Andrea è sulla porta che mi sta aspettando seduto sulle scale che portano di sopra. Come al solito è impaziente e da rottura di coglioni per cui finisco di vestirmi come meglio posso. Scarpe tacco 12 con autoreggenti cappottone lungo fino ai piedi e sono pronta. Anna sei una rottura di coglioni… lui a me, daiiiiii non puoi uscire così. “io sono pronta” gli dico tanto per quei due pervertiti in villa sono anche troppo vestita. Così sento il freddo e l’umido della sera di Milano entrarmi fra le cosce rabbrividirmi il pube e solleticarmi i glutei. Resisto. Arrivati in villa ci sono tre persone nel parcheggio che appena scendo si voltano per identificarci e farsi cadere il mento per terra nel guardare lo spacco mostruoso offerto dall’apertura del cappotto…… figa compresa. Dentro ci sono altre due donne ancora in slip e reggiseno mentre gli uomini sono vestiti. E’ la regola della villa. Ci sono dei giochini nuovi e questa sera spero di provarli …. Uno in particolare dato che ultimamente comincio ad essere attratta dal bdsm. Una sella da cavallo, appoggiata ad una panca, completa di staffe alte in modo da stare con le gambe molto piegate . Sul dietro della sella un palo dietro il quale legare i polsi della vittima una volta seduta sulla sella e sul quale fissare il collo attraverso un collare per non farla muovere. La cosa che però stuzzicava la mia passera erano i due dildi che fuoriuscivano dalla sella all’altezza dei due buchi canonici….. figa e culo. Piccolo il dildo davanti e quindi per la figa, grosso invece quello da culo, sembrava quasi un 6 cm come il mio plug. La figa cominciò a colarmi e alla luce delle candele il miele riluceva. “troia” mi dice Andrei. In risposta mi inchino davanti alla sella mostrando il mio culo bagnato e lecco i due dildi. Appena penso che siano sufficientemente bagnati mi ci siedo sopra e li infilo nei miei buchi ancora chiusi. Chiudo gli occhi specialmente perché il didlod all’altezza del culo è veramente grosso e un po’ troppo spostato verso il dietro. Ma alla fine entra. Sono seduta. Metto i piedi nelle staffe, non mi aspettavo che fossero così inarcate  e mi verrebbe da piegarmi in avanti per ammorbidire le aperture del culo e della figa, ma una mano decisa mi trascina le braccia indietro chiudendole al di là del palo. Ora mi infila il collare lo aggancia al palo e sono pronta. Il collo è bloccato saldamente e non mi sono consentiti molti movimenti. Andrea mi ricorda la parola per la fine del gioco. 
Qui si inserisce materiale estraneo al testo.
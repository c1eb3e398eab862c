use serde_json::Value;

use super::ModelError;

/// Upstream response body, captured at the transport boundary.
///
/// The service does not promise a shape, so the body is kept as an untyped
/// JSON value. A body that is not JSON at all is held as a JSON string.
#[derive(Debug, Clone, PartialEq)]
pub struct ModelResponse {
    body: Value,
}

impl ModelResponse {
    pub fn from_json(body: Value) -> Self {
        Self { body }
    }

    /// Parse a raw HTTP body, keeping it verbatim when it is not JSON.
    pub fn from_body(raw: &str) -> Self {
        let body = serde_json::from_str(raw).unwrap_or_else(|_| Value::String(raw.to_string()));
        Self { body }
    }

    /// SDK-style response exposing a direct `text` field.
    pub fn with_text(text: &str) -> Self {
        Self {
            body: serde_json::json!({ "text": text }),
        }
    }

    pub fn body(&self) -> &Value {
        &self.body
    }
}

/// One way of invoking the upstream service.
///
/// Deployments disagree on which request shape they accept, so the caller
/// holds several of these and tries them in order.
pub trait CallVariant: Send + Sync {
    /// Stable name for logs and errors.
    fn name(&self) -> &'static str;

    /// Issue one request. Must return `ModelError::SignatureMismatch` when the
    /// deployment rejects the request shape itself.
    fn attempt(&self, prompt: &str, max_tokens: u32) -> Result<ModelResponse, ModelError>;
}

/// Text-generation client abstraction (allows mocking).
pub trait LlmClient: Send + Sync {
    fn generate(&self, prompt: &str, max_tokens: u32) -> Result<String, ModelError>;
}

/// Stand-in used when no upstream client could be configured.
///
/// Never touches the network; every call reports the configuration error.
pub struct OfflineClient {
    reason: String,
}

impl OfflineClient {
    pub fn new(reason: impl Into<String>) -> Self {
        Self {
            reason: reason.into(),
        }
    }
}

impl LlmClient for OfflineClient {
    fn generate(&self, _prompt: &str, _max_tokens: u32) -> Result<String, ModelError> {
        Err(ModelError::Configuration(self.reason.clone()))
    }
}

/// Mock LLM client for testing: returns a configurable response.
pub struct MockLlmClient {
    response: String,
}

impl MockLlmClient {
    pub fn new(response: &str) -> Self {
        Self {
            response: response.to_string(),
        }
    }
}

impl LlmClient for MockLlmClient {
    fn generate(&self, _prompt: &str, _max_tokens: u32) -> Result<String, ModelError> {
        Ok(self.response.clone())
    }
}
La sella è già fradicia. La situazione che mi si presenta è strana. Il primo cazzo me lo ritrovo all’altezza della bocca e sto signore si avvicina sempre di più fino ad abbracciare il palo per sfottermi in bocca. Io non posso girarmi, non posso fare nulla se non aspettare che mi tolga il cazzo dalla bocca. Non spinge. Un po’ si masturba un po’ mi fotte in bocca. La saliva mi cola lungo il seno. Il secondo cazzo mi affonda in bocca e mi fotte velocemente, si ferma in bocca e lo muove a destra e sinistra per poi spingerlo dentro mentre mi sovrasta con tutto il corpo. Il terzo cazzo è piccolo non arriva in gola ma mi spinge contro il palo impedendomi ogni movimento sono inchiodata. Non ci sono altre persone solo loro tre e si alternano nel riempirmi la bocca coi loro uccelli. Finalmente la prima sborra, non mi colpisce in bocca ma la sento colare nei capelli e sul seno, la seconda me la ficca direttamente in gola, un po’ la deglutisco altra la sputo…. (fa sempre scena ahaha) la terza non si vede. Mi si pianta a gambe larghe e tese vicino alla testa e mi pompa in bocca come un cavallo con la sua puledra. E non smette fino quando con un colpo secco mi sfonda la gola e deposita tutto il suo sperma in fondo. Ora mi liberano e mi invitano a masturbarmi con i dildi. Non me lo faccio ripetere e facendo la cavallerizza sulla sella godo come una cagna in calore. Dal buoi della sala si leva un piccolo applauso. Uau.